In the presence of CF-PIP5K, whole cell voltage clamp recordings demonstrated a 2.5 fold statistically significant increase in WT channel activity (at +80 mV, p<0.001), when compared to unaltered PIP2 conditions. Heterozygous Serine566phe and Phe340del mutants had statistically significant reduction in current density compared to wild type in basal conditions. When these mutants were expressed with the active CF-PIP5K, Serine566phe and Phe340 had a 2.97 and 3.30 fold increase in current density, respectively (p <0.05). Homozygous Mutants D242N and T247in also showed statistically significant increase in channel activity.

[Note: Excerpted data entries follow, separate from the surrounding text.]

//! Agent login/break activity, one row per (agent, break type).

use serde::Serialize;
use std::fmt;

/// Label used for time logged outside any break.
pub const NO_BREAK: &str = "SIN PAUSA";

#[derive(Serialize, Clone, Copy, Debug, PartialEq, Eq, Hash)]
pub enum ComplianceStatus {
    #[serde(rename = "TRABAJO")]
    Work,
    #[serde(rename = "CUMPLE")]
    Compliant,
    #[serde(rename = "INCUMPLE")]
    NonCompliant,
}

impl ComplianceStatus {
    pub fn as_str(&self) -> &'static str {
        match self {
            ComplianceStatus::Work => "TRABAJO",
            ComplianceStatus::Compliant => "CUMPLE",
            ComplianceStatus::NonCompliant => "INCUMPLE",
        }
    }
}

impl fmt::Display for ComplianceStatus {
    fn fmt(&self, f: &mut fmt::Formatter<'_>) -> fmt::Result {
        f.write_str(self.as_str())
    }
}

#[derive(Serialize, Clone, Debug, PartialEq, Eq)]
pub struct AgentActivity {
    #[serde(rename = "agente")]
    pub agent: String,
    #[serde(rename = "tiempo_logueado")]
    pub logged_secs: i64,
    #[serde(rename = "tiempo_activo")]
    pub active_secs: i64,
    #[serde(rename = "tipo_pausa")]
    pub break_type: String,
    #[serde(rename = "tiempo_pausa")]
    pub break_secs: i64,
    #[serde(rename = "estado")]
    pub status: ComplianceStatus,
}

impl AgentActivity {
    pub fn has_break(&self) -> bool {
        self.break_type != NO_BREAK
    }
}
//! Groups daily records into Saturday-ending weeks.
//!
//! Sundays are dropped, the remaining records are sorted by date (stable, so
//! same-day rows keep their order) and folded into buckets. A bucket closes
//! at the Saturday on or after its first record; the next record past that
//! date opens a new bucket with its own Saturday. Gaps in the data never
//! produce empty buckets.

use crate::models::daily::{DailyQueueRecord, QueueDaySummary};
use crate::utils::date::{is_sunday, saturday_on_or_after};
use chrono::NaiveDate;

/// Anything carrying a calendar date can be bucketed.
pub trait Dated {
    fn date(&self) -> NaiveDate;
}

impl Dated for DailyQueueRecord {
    fn date(&self) -> NaiveDate {
        self.date
    }
}

impl Dated for QueueDaySummary {
    fn date(&self) -> NaiveDate {
        self.date
    }
}

impl Dated for NaiveDate {
    fn date(&self) -> NaiveDate {
        *self
    }
}

/// A non-empty, chronologically ordered run of records within one week.
#[derive(Debug, Clone, PartialEq)]
pub struct WeekBucket<T> {
    /// Saturday closing the week.
    pub end: NaiveDate,
    pub records: Vec<T>,
}

impl<T: Dated> WeekBucket<T> {
    fn open(first: T) -> Self {
        Self {
            end: saturday_on_or_after(first.date()),
            records: vec![first],
        }
    }

    /// Date of the earliest record.
    pub fn first_date(&self) -> NaiveDate {
        self.records[0].date()
    }

    /// Date of the latest record.
    pub fn last_date(&self) -> NaiveDate {
        self.records[self.records.len() - 1].date()
    }

    pub fn len(&self) -> usize {
        self.records.len()
    }

    pub fn is_empty(&self) -> bool {
        self.records.is_empty()
    }

    /// Distinct dates in the bucket, ascending.
    pub fn dates(&self) -> Vec<NaiveDate> {
        let mut out: Vec<NaiveDate> = self.records.iter().map(|r| r.date()).collect();
        out.dedup();
        out
    }
}

/// Partition `records` into Saturday-ending weeks.
pub fn bucket<T: Dated>(records: Vec<T>) -> Vec<WeekBucket<T>> {
    let mut kept: Vec<T> = records.into_iter().filter(|r| !is_sunday(r.date())).collect();
    kept.sort_by_key(|r| r.date());

    let (current, mut done) = kept.into_iter().fold(
        (None::<WeekBucket<T>>, Vec::new()),
        |(current, mut done), rec| match current {
            Some(mut week) if rec.date() <= week.end => {
                week.records.push(rec);
                (Some(week), done)
            }
            Some(week) => {
                done.push(week);
                (Some(WeekBucket::open(rec)), done)
            }
            None => (Some(WeekBucket::open(rec)), done),
        },
    );

    if let Some(week) = current {
        done.push(week);
    }
    done
}
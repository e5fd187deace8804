mod common;
use callreport::config::Config;
use callreport::errors::AppError;
use callreport::export::parse_range;
use callreport::utils::date::{format_long, format_short, parse_date, weekday_upper_es};
use common::d;

#[test]
fn test_parse_range_shapes() {
    let y = parse_range("2024").expect("year");
    assert_eq!((y.start, y.end), (d("2024-01-01"), d("2024-12-31")));

    let m = parse_range("2024-02").expect("month");
    assert_eq!((m.start, m.end), (d("2024-02-01"), d("2024-02-29")));

    let day = parse_range("2025-01-06").expect("day");
    assert_eq!((day.start, day.end), (d("2025-01-06"), d("2025-01-06")));

    let span = parse_range("2025-01:2025-03").expect("months");
    assert_eq!((span.start, span.end), (d("2025-01-01"), d("2025-03-31")));

    let days = parse_range("2025-01-06:2025-01-13").expect("days");
    assert_eq!(days.end_ts(), "2025-01-14 00:00:00");
    assert_eq!(days.start_ts(), "2025-01-06 00:00:00");
}

#[test]
fn test_parse_range_rejects_bad_input() {
    for bad in ["2025-13", "2025-02-30", "2025-01:2025-01-05", "2025-03:2025-01", "abc", "2025-ñ1"] {
        assert!(
            matches!(parse_range(bad), Err(AppError::InvalidRange(_))),
            "{bad} should be rejected"
        );
    }
}

#[test]
fn test_parse_date_errors() {
    assert_eq!(parse_date("2025-01-06").expect("date"), d("2025-01-06"));
    assert!(matches!(parse_date("06/01/2025"), Err(AppError::InvalidDate(_))));
    assert!(matches!(parse_date("2025-01-3X"), Err(AppError::InvalidDate(_))));
}

#[test]
fn test_spanish_date_labels() {
    assert_eq!(format_long(d("2025-01-05")), "05-Ene-2025");
    assert_eq!(format_short(d("2025-12-24")), "24-Dic");
    assert_eq!(weekday_upper_es(d("2025-01-11")), "SÁBADO");
}

#[test]
fn test_config_defaults_and_fallbacks() {
    let cfg = Config::parse("database: /tmp/x.sqlite\n").expect("parse");
    assert_eq!(cfg.database, "/tmp/x.sqlite");
    assert_eq!(cfg.break_limits.lunch_secs, 3600);
    assert_eq!(cfg.queue_tab("9008"), "REHAB-9008");
    assert_eq!(cfg.queue_tab("7777"), "7777");
    assert_eq!(cfg.queue_title("7777"), "Cola 7777");
    assert_eq!(cfg.queue_summary_name("7777"), "7777 : Cola 7777");
}

#[test]
fn test_config_overrides() {
    let yaml = "\
database: /tmp/y.sqlite
company_title: ACME
queue_tabs:
  \"100\": VENTAS
break_limits:
  lunch_secs: 1800
  rest_secs: 300
  bathroom_secs: 600
";
    let cfg = Config::parse(yaml).expect("parse");
    assert_eq!(cfg.company_title, "ACME");
    assert_eq!(cfg.queue_tab("100"), "VENTAS");
    // a provided map replaces the default one
    assert_eq!(cfg.queue_tab("9008"), "9008");
    assert_eq!(cfg.break_limits.rest_secs, 300);
}

#[test]
fn test_missing_keys() {
    let missing = Config::missing_keys("database: /tmp/z.sqlite\ncompany_title: X\n").expect("yaml");
    assert!(!missing.contains(&"database"));
    assert!(missing.contains(&"break_limits"));
    assert_eq!(missing.len(), 5);

    assert!(Config::missing_keys("- just\n- a list\n").is_err());
}

#[test]
fn test_config_yaml_roundtrip_keeps_queue_maps() {
    let cfg = Config::with_database("/tmp/w.sqlite".into());
    let back = Config::parse(&cfg.to_yaml().expect("yaml")).expect("parse");
    assert_eq!(back.queue_names, cfg.queue_names);
    assert_eq!(back.database, "/tmp/w.sqlite");
}
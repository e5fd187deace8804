use chrono::NaiveDate;
use serde::Serialize;

/// Calls that started within one clock hour of one day.
#[derive(Serialize, Clone, Copy, Debug, PartialEq, Eq)]
pub struct HourlyCount {
    #[serde(rename = "fecha")]
    pub date: NaiveDate,
    #[serde(rename = "hora")]
    pub hour: u32,
    #[serde(rename = "cantidad")]
    pub count: i64,
}

impl HourlyCount {
    pub fn new(date: NaiveDate, hour: u32, count: i64) -> Self {
        Self { date, hour, count }
    }
}
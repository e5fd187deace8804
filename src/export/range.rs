// src/export/range.rs

use crate::errors::{AppError, AppResult};
use crate::models::period::Period;
use crate::utils::date::month_last_day;
use chrono::{Datelike, NaiveDate};

/// Parse --range (year / month / day / interval) into an inclusive period.
///
/// Supports:
/// - YYYY
/// - YYYY-MM
/// - YYYY-MM-DD
/// - YYYY:YYYY
/// - YYYY-MM:YYYY-MM
/// - YYYY-MM-DD:YYYY-MM-DD
pub fn parse_range(r: &str) -> AppResult<Period> {
    let (start_raw, end_raw) = match r.split_once(':') {
        Some((s, e)) => (s.trim(), e.trim()),
        None => (r.trim(), r.trim()),
    };

    if start_raw.len() != end_raw.len() {
        return Err(invalid(r, "start and end must have the same format"));
    }

    let start = first_day(start_raw).ok_or_else(|| invalid(r, "invalid start"))?;
    let end = last_day(end_raw).ok_or_else(|| invalid(r, "invalid end"))?;

    if end < start {
        return Err(invalid(r, "end is before start"));
    }

    Ok(Period::new(start, end))
}

fn invalid(r: &str, why: &str) -> AppError {
    AppError::InvalidRange(format!("{r} ({why})"))
}

/// Split `YYYY`, `YYYY-MM` or `YYYY-MM-DD` into its numeric parts.
fn parts(s: &str) -> Option<(i32, Option<u32>, Option<u32>)> {
    if !s.is_ascii() {
        return None;
    }
    match s.len() {
        4 => Some((s.parse().ok()?, None, None)),
        7 if s.as_bytes()[4] == b'-' => Some((s[0..4].parse().ok()?, Some(s[5..7].parse().ok()?), None)),
        10 => {
            let d = NaiveDate::parse_from_str(s, "%Y-%m-%d").ok()?;
            Some((d.year(), Some(d.month()), Some(d.day())))
        }
        _ => None,
    }
}

fn first_day(s: &str) -> Option<NaiveDate> {
    let (y, m, d) = parts(s)?;
    NaiveDate::from_ymd_opt(y, m.unwrap_or(1), d.unwrap_or(1))
}

fn last_day(s: &str) -> Option<NaiveDate> {
    let (y, m, d) = parts(s)?;
    let m = m.unwrap_or(12);
    let d = match d {
        Some(d) => d,
        None => month_last_day(y, m)?,
    };
    NaiveDate::from_ymd_opt(y, m, d)
}
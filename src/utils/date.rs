//! Calendar helpers shared by the data-access layer and the report core.
//! Dates enter the program as `YYYY-MM-DD` strings exactly once, here.

use crate::errors::{AppError, AppResult};
use chrono::{Datelike, Duration, NaiveDate};

pub fn today() -> NaiveDate {
    chrono::Local::now().date_naive()
}

/// Parse a `YYYY-MM-DD` string into a calendar date.
pub fn parse_date(s: &str) -> AppResult<NaiveDate> {
    NaiveDate::parse_from_str(s.trim(), "%Y-%m-%d").map_err(|_| AppError::InvalidDate(s.to_string()))
}

/// Monday = 0 .. Sunday = 6.
pub fn weekday_index(d: NaiveDate) -> u32 {
    d.weekday().num_days_from_monday()
}

pub fn is_sunday(d: NaiveDate) -> bool {
    weekday_index(d) == 6
}

/// The Saturday on or after `d` (`d` itself when it is a Saturday).
/// A Sunday rolls forward six days to the following Saturday.
pub fn saturday_on_or_after(d: NaiveDate) -> NaiveDate {
    let days = (5 + 7 - weekday_index(d) as i64) % 7;
    d + Duration::days(days)
}

pub fn month_last_day(y: i32, m: u32) -> Option<u32> {
    match m {
        1 | 3 | 5 | 7 | 8 | 10 | 12 => Some(31),
        4 | 6 | 9 | 11 => Some(30),
        2 => {
            let leap = (y % 4 == 0 && y % 100 != 0) || (y % 400 == 0);
            Some(if leap { 29 } else { 28 })
        }
        _ => None,
    }
}

/// Spanish weekday name, upper case (`LUNES`, `SÁBADO`, ...).
pub fn weekday_upper_es(d: NaiveDate) -> &'static str {
    match weekday_index(d) {
        0 => "LUNES",
        1 => "MARTES",
        2 => "MIÉRCOLES",
        3 => "JUEVES",
        4 => "VIERNES",
        5 => "SÁBADO",
        _ => "DOMINGO",
    }
}

/// Spanish weekday name, capitalized (`Lunes`, `Sábado`, ...).
pub fn weekday_es(d: NaiveDate) -> &'static str {
    match weekday_index(d) {
        0 => "Lunes",
        1 => "Martes",
        2 => "Miércoles",
        3 => "Jueves",
        4 => "Viernes",
        5 => "Sábado",
        _ => "Domingo",
    }
}

/// Short Spanish month name (`Ene`, `Feb`, ... `Dic`).
pub fn month_short_es(d: NaiveDate) -> &'static str {
    const MONTHS: [&str; 12] = [
        "Ene", "Feb", "Mar", "Abr", "May", "Jun", "Jul", "Ago", "Sep", "Oct", "Nov", "Dic",
    ];
    MONTHS[d.month0() as usize]
}

/// `05-Ene-2025`
pub fn format_long(d: NaiveDate) -> String {
    format!("{:02}-{}-{}", d.day(), month_short_es(d), d.year())
}

/// `5-Ene`
pub fn format_short(d: NaiveDate) -> String {
    format!("{}-{}", d.day(), month_short_es(d))
}
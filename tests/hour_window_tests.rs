mod common;
use callreport::core::hour_window::{
    HourMap, analyze, analyze_range, check_consistency, enrich, group_by_date,
};
use callreport::models::daily::{DailyQueueRecord, HourWindow, NO_WINDOW};
use callreport::models::hourly::HourlyCount;
use common::d;

fn hours(pairs: &[(u32, i64)]) -> HourMap {
    pairs.iter().copied().collect()
}

#[test]
fn test_window_label_format() {
    let w = HourWindow::starting_at(6, 15);
    assert_eq!(w.label, "06h+07h");
    assert_eq!(HourWindow::starting_at(14, 3).label, "14h+15h");
    assert!(!w.is_none());
    assert!(HourWindow::none().is_none());
}

#[test]
fn test_peak_and_trough_over_limited_range() {
    let h = hours(&[(6, 10), (7, 5), (8, 20), (9, 0)]);
    let pt = analyze_range(&h, 6, 9);
    assert_eq!(pt.peak, HourWindow::starting_at(7, 25));
    assert_eq!(pt.trough, HourWindow::starting_at(6, 15));
}

#[test]
fn test_missing_hours_count_as_zero_over_full_range() {
    let h = hours(&[(6, 10), (7, 5), (8, 20), (9, 0)]);
    let pt = analyze(&h);
    assert_eq!(pt.peak, HourWindow::starting_at(7, 25));
    // 09h+10h is the first all-zero window
    assert_eq!(pt.trough, HourWindow::starting_at(9, 0));
}

#[test]
fn test_ties_go_to_earliest_window() {
    let h = hours(&[(10, 4), (11, 4), (12, 4), (13, 4)]);
    let pt = analyze_range(&h, 10, 13);
    assert_eq!(pt.peak.label, "10h+11h");
    assert_eq!(pt.trough.label, "10h+11h");
}

#[test]
fn test_last_window_reads_hour_nineteen() {
    let h = hours(&[(18, 1), (19, 30)]);
    let pt = analyze(&h);
    assert_eq!(pt.peak, HourWindow::starting_at(18, 31));
}

#[test]
fn test_no_hourly_data_yields_sentinel() {
    let pt = analyze(&HourMap::new());
    assert_eq!(pt.peak.label, NO_WINDOW);
    assert_eq!(pt.trough.label, NO_WINDOW);
    assert_eq!(pt.peak.count, 0);
}

#[test]
fn test_group_by_date_drops_hours_outside_range() {
    let rows = vec![
        HourlyCount::new(d("2025-01-06"), 5, 9),
        HourlyCount::new(d("2025-01-06"), 6, 1),
        HourlyCount::new(d("2025-01-06"), 19, 2),
        HourlyCount::new(d("2025-01-06"), 20, 7),
        HourlyCount::new(d("2025-01-07"), 8, 3),
    ];
    let grouped = group_by_date(&rows);
    assert_eq!(grouped.len(), 2);
    assert_eq!(grouped[&d("2025-01-06")], hours(&[(6, 1), (19, 2)]));
    assert_eq!(grouped[&d("2025-01-07")], hours(&[(8, 3)]));
}

#[test]
fn test_consistency_check() {
    let h = hours(&[(7, 2), (8, 1)]);
    assert!(check_consistency(d("2025-01-06"), &h, 3).is_none());

    let issue = check_consistency(d("2025-01-06"), &h, 5).expect("mismatch");
    assert_eq!(issue.hourly_sum, 3);
    assert_eq!(issue.daily_total, 5);
    assert!(issue.to_string().contains("2025-01-06"));
}

#[test]
fn test_enrich_sets_windows_and_reports_mismatch() {
    let mut recs = vec![
        DailyQueueRecord::new(d("2025-01-06"), Some("9008"), 3, 3, 0),
        DailyQueueRecord::new(d("2025-01-07"), Some("9008"), 9, 8, 1),
        DailyQueueRecord::new(d("2025-01-08"), Some("9008"), 1, 1, 0),
    ];
    let hourly = vec![
        HourlyCount::new(d("2025-01-06"), 7, 2),
        HourlyCount::new(d("2025-01-06"), 8, 1),
        HourlyCount::new(d("2025-01-07"), 10, 4),
    ];

    let issues = enrich(&mut recs, &hourly);

    assert_eq!(recs[0].peak_hour, "07h+08h");
    assert_eq!(recs[0].peak_count, 3);
    assert_eq!(recs[1].peak_hour, "09h+10h");
    assert_eq!(recs[1].peak_count, 4);
    // the day without hourly rows keeps the sentinel
    assert_eq!(recs[2].peak(), HourWindow::none());
    assert_eq!(recs[2].trough(), HourWindow::none());

    assert_eq!(issues.len(), 1);
    assert_eq!(issues[0].date, d("2025-01-07"));
    assert_eq!(issues[0].hourly_sum, 4);
    assert_eq!(issues[0].daily_total, 9);
}
use crate::cli::parser::Commands;
use crate::config::Config;
use crate::db::log::load_log;
use crate::db::pool::DbPool;
use crate::errors::AppResult;
use crate::ui::messages::{header, info};
use crate::utils::table::{Column, Table};

pub fn handle(cmd: &Commands, cfg: &Config) -> AppResult<()> {
    if let Commands::Log { limit } = cmd {
        let pool = DbPool::open_existing(&cfg.database)?;
        let lines = load_log(&pool.conn, *limit)?;

        if lines.is_empty() {
            info("Internal log is empty.");
            return Ok(());
        }

        header("Internal log");
        let mut table = Table::new(vec![
            Column::new("Date", 25),
            Column::new("Operation", 10),
            Column::new("Target", 12),
            Column::new("Message", 0),
        ]);
        for (date, op, target, msg) in lines {
            table.add_row(vec![date, op, target, msg]);
        }
        print!("{}", table.render());
    }
    Ok(())
}
//! Read-only report queries against the call-center store.
//!
//! Only calls with status `terminada` (answered) or `abandonada` (abandoned)
//! are counted. The hour of a call is its queue-entry time when abandoned and
//! its pickup time otherwise. Dates come back as text and are parsed once,
//! here, into `NaiveDate`.

use crate::core::compliance::BreakLimits;
use crate::db::pool::DbPool;
use crate::errors::{AppError, AppResult};
use crate::models::agent::{AgentActivity, NO_BREAK};
use crate::models::daily::{DailyQueueRecord, QueueDaySummary};
use crate::models::hourly::HourlyCount;
use crate::models::period::Period;
use crate::utils::date::parse_date;
use rusqlite::{Row, params};

const ANSWERED: &str = "terminada";
const ABANDONED: &str = "abandonada";

/// Raw daily row: the date is still text.
struct DailyRow {
    date: String,
    queue: Option<String>,
    total: i64,
    answered: i64,
    abandoned: i64,
    avg_wait: i64,
    max_wait: i64,
    avg_duration: i64,
    max_duration: i64,
}

impl DailyRow {
    fn into_record(self) -> AppResult<DailyQueueRecord> {
        let date = parse_date(&self.date)?;
        let mut rec = DailyQueueRecord::new(
            date,
            self.queue.as_deref(),
            self.total,
            self.answered,
            self.abandoned,
        );
        rec.avg_wait = self.avg_wait;
        rec.max_wait = self.max_wait;
        rec.avg_duration = self.avg_duration;
        rec.max_duration = self.max_duration;
        Ok(rec)
    }
}

fn map_daily_row(row: &Row<'_>) -> rusqlite::Result<DailyRow> {
    Ok(DailyRow {
        date: row.get("fecha")?,
        queue: row.get("cola")?,
        total: row.get("llamadas_totales")?,
        answered: row.get("respondidas")?,
        abandoned: row.get("abandonadas")?,
        avg_wait: row.get("promedio_espera")?,
        max_wait: row.get("espera_mas_larga")?,
        avg_duration: row.get("promedio_duracion_llamada")?,
        max_duration: row.get("duracion_mas_larga")?,
    })
}

/// Daily aggregates of one queue, ordered by date.
pub fn load_queue_daily(pool: &mut DbPool, queue: &str, period: &Period) -> AppResult<Vec<DailyQueueRecord>> {
    let mut stmt = pool.conn.prepare(
        "SELECT
            substr(c.datetime_entry_queue, 1, 10) AS fecha,
            q.queue AS cola,
            COUNT(*) AS llamadas_totales,
            SUM(c.status = ?4) AS respondidas,
            SUM(c.status = ?5) AS abandonadas,
            COALESCE(CAST(ROUND(AVG(c.duration_wait)) AS INTEGER), 0) AS promedio_espera,
            COALESCE(MAX(c.duration_wait), 0) AS espera_mas_larga,
            COALESCE(CAST(ROUND(AVG(c.duration)) AS INTEGER), 0) AS promedio_duracion_llamada,
            COALESCE(MAX(c.duration), 0) AS duracion_mas_larga
         FROM call_entry c
         JOIN queue_call_entry q ON c.id_queue_call_entry = q.id
         WHERE q.queue = ?1
           AND c.datetime_entry_queue >= ?2
           AND c.datetime_entry_queue < ?3
           AND c.status IN (?4, ?5)
         GROUP BY substr(c.datetime_entry_queue, 1, 10), q.queue
         ORDER BY fecha",
    )?;

    let rows = stmt.query_map(
        params![queue, period.start_ts(), period.end_ts(), ANSWERED, ABANDONED],
        map_daily_row,
    )?;

    let mut out = Vec::new();
    for r in rows {
        out.push(r?.into_record()?);
    }
    Ok(out)
}

/// Daily aggregates across every queue (dashboard scope), ordered by date.
pub fn load_daily_all_queues(pool: &mut DbPool, period: &Period) -> AppResult<Vec<DailyQueueRecord>> {
    let mut stmt = pool.conn.prepare(
        "SELECT
            substr(c.datetime_entry_queue, 1, 10) AS fecha,
            NULL AS cola,
            COUNT(*) AS llamadas_totales,
            SUM(c.status = ?3) AS respondidas,
            SUM(c.status = ?4) AS abandonadas,
            COALESCE(CAST(ROUND(AVG(c.duration_wait)) AS INTEGER), 0) AS promedio_espera,
            COALESCE(MAX(c.duration_wait), 0) AS espera_mas_larga,
            COALESCE(CAST(ROUND(AVG(c.duration)) AS INTEGER), 0) AS promedio_duracion_llamada,
            COALESCE(MAX(c.duration), 0) AS duracion_mas_larga
         FROM call_entry c
         WHERE c.datetime_entry_queue >= ?1
           AND c.datetime_entry_queue < ?2
           AND c.status IN (?3, ?4)
         GROUP BY substr(c.datetime_entry_queue, 1, 10)
         ORDER BY fecha",
    )?;

    let rows = stmt.query_map(
        params![period.start_ts(), period.end_ts(), ANSWERED, ABANDONED],
        map_daily_row,
    )?;

    let mut out = Vec::new();
    for r in rows {
        out.push(r?.into_record()?);
    }
    Ok(out)
}

/// Calls per hour of one queue, hours 6..=19 only. An answered call without
/// a pickup time has no hour and is left out.
pub fn load_queue_hourly(pool: &mut DbPool, queue: &str, period: &Period) -> AppResult<Vec<HourlyCount>> {
    let mut stmt = pool.conn.prepare(
        "SELECT fecha, hora, COUNT(*) AS cantidad
         FROM (
            SELECT
                substr(c.datetime_entry_queue, 1, 10) AS fecha,
                CAST(strftime('%H',
                    CASE WHEN c.status = ?5 THEN c.datetime_entry_queue
                         ELSE c.datetime_init END
                ) AS INTEGER) AS hora
            FROM call_entry c
            JOIN queue_call_entry q ON c.id_queue_call_entry = q.id
            WHERE q.queue = ?1
              AND c.datetime_entry_queue >= ?2
              AND c.datetime_entry_queue < ?3
              AND c.status IN (?4, ?5)
         )
         WHERE hora BETWEEN 6 AND 19
         GROUP BY fecha, hora
         ORDER BY fecha, hora",
    )?;

    let rows = stmt.query_map(
        params![queue, period.start_ts(), period.end_ts(), ANSWERED, ABANDONED],
        |row| {
            Ok((
                row.get::<_, String>("fecha")?,
                row.get::<_, i64>("hora")?,
                row.get::<_, i64>("cantidad")?,
            ))
        },
    )?;

    let mut out = Vec::new();
    for r in rows {
        let (date, hour, count) = r?;
        let hour = u32::try_from(hour)
            .ok()
            .filter(|h| *h < 24)
            .ok_or(AppError::InvalidHour(hour))?;
        out.push(HourlyCount::new(parse_date(&date)?, hour, count));
    }
    Ok(out)
}

/// Per (date, queue) counters across every queue with calls, ordered by
/// queue then date.
pub fn load_queue_day_summaries(pool: &mut DbPool, period: &Period) -> AppResult<Vec<QueueDaySummary>> {
    let mut stmt = pool.conn.prepare(
        "SELECT
            substr(c.datetime_entry_queue, 1, 10) AS fecha,
            q.queue AS cola,
            COUNT(*) AS llamadas_totales,
            SUM(c.status = ?3) AS respondidas,
            SUM(c.status = ?4) AS abandonadas
         FROM call_entry c
         JOIN queue_call_entry q ON c.id_queue_call_entry = q.id
         WHERE c.datetime_entry_queue >= ?1
           AND c.datetime_entry_queue < ?2
           AND c.status IN (?3, ?4)
         GROUP BY substr(c.datetime_entry_queue, 1, 10), q.queue
         HAVING llamadas_totales > 0
         ORDER BY cola, fecha",
    )?;

    let rows = stmt.query_map(
        params![period.start_ts(), period.end_ts(), ANSWERED, ABANDONED],
        |row| {
            Ok((
                row.get::<_, String>("fecha")?,
                row.get::<_, String>("cola")?,
                row.get::<_, i64>("llamadas_totales")?,
                row.get::<_, i64>("respondidas")?,
                row.get::<_, i64>("abandonadas")?,
            ))
        },
    )?;

    let mut out = Vec::new();
    for r in rows {
        let (date, queue, total, answered, abandoned) = r?;
        out.push(QueueDaySummary {
            date: parse_date(&date)?,
            queue,
            total,
            answered,
            abandoned,
        });
    }
    Ok(out)
}

/// Logged, active and break seconds per (agent, break type), with the
/// compliance status derived from `limits`.
pub fn load_agent_activity(
    pool: &mut DbPool,
    period: &Period,
    limits: &BreakLimits,
) -> AppResult<Vec<AgentActivity>> {
    let mut stmt = pool.conn.prepare(
        r#"SELECT
            ag.name AS agente,
            SUM(a.duration) AS tiempo_logueado,
            SUM(CASE WHEN a.id_break IS NULL THEN a.duration ELSE 0 END) AS tiempo_activo,
            b.name AS tipo_pausa,
            SUM(CASE WHEN a.id_break IS NOT NULL THEN a.duration ELSE 0 END) AS tiempo_pausa
         FROM audit a
         JOIN agent ag ON a.id_agent = ag.id
         LEFT JOIN "break" b ON a.id_break = b.id
         WHERE a.datetime_init >= ?1
           AND a.datetime_end < ?2
         GROUP BY ag.name, b.name
         ORDER BY ag.name, b.name"#,
    )?;

    let rows = stmt.query_map(params![period.start_ts(), period.end_ts()], |row| {
        Ok((
            row.get::<_, String>("agente")?,
            row.get::<_, i64>("tiempo_logueado")?,
            row.get::<_, i64>("tiempo_activo")?,
            row.get::<_, Option<String>>("tipo_pausa")?,
            row.get::<_, i64>("tiempo_pausa")?,
        ))
    })?;

    let mut out = Vec::new();
    for r in rows {
        let (agent, logged_secs, active_secs, break_name, break_secs) = r?;
        let status = limits.classify(break_name.as_deref(), break_secs);
        out.push(AgentActivity {
            agent,
            logged_secs,
            active_secs,
            break_type: break_name.unwrap_or_else(|| NO_BREAK.to_string()),
            break_secs,
            status,
        });
    }
    Ok(out)
}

We substituted serine with alanine at site 27 and 92(S27A/S92A) to generate a mutant known to disrupt cAMP mediated upregulation, there was a statistical 3.3 fold (+80 mV) increase in current density when co-expressed with CF-PIP5K. We then substituted serine with aspartic acid (S27D/S92D) to create a Phosphomimetic mutation, this mutant reproduces the effects of sympathetic mediated augmentation of IKS channel. In the presence of enhanced PIP2 levels, the S27D/S92D failed to demonstrate a statistical increase in current, implying the channel is at its maximum activity and hence we fail to observe any further modulation.
We then proceed to interrogate how PIP2 interacts with sympathetic signalling system. Pseudojanin (PJ) causes depletion of PIP2 hence perturbing channel activity. When PJ was expressed with KNCQ1 and KCNE1 we observed an 80% reduction in channel activity at +80 mV (P <0.001). When we perfused these cells with isoprenaline the channel activity was restored to normal.
Here we illustrate how increasing PIP2 levels can revive IKS channel activity in mutant genotype therefore supporting evidence of its capabilities as a potential therapeutic tool. This modulation is independent of the PKA-cAMP system.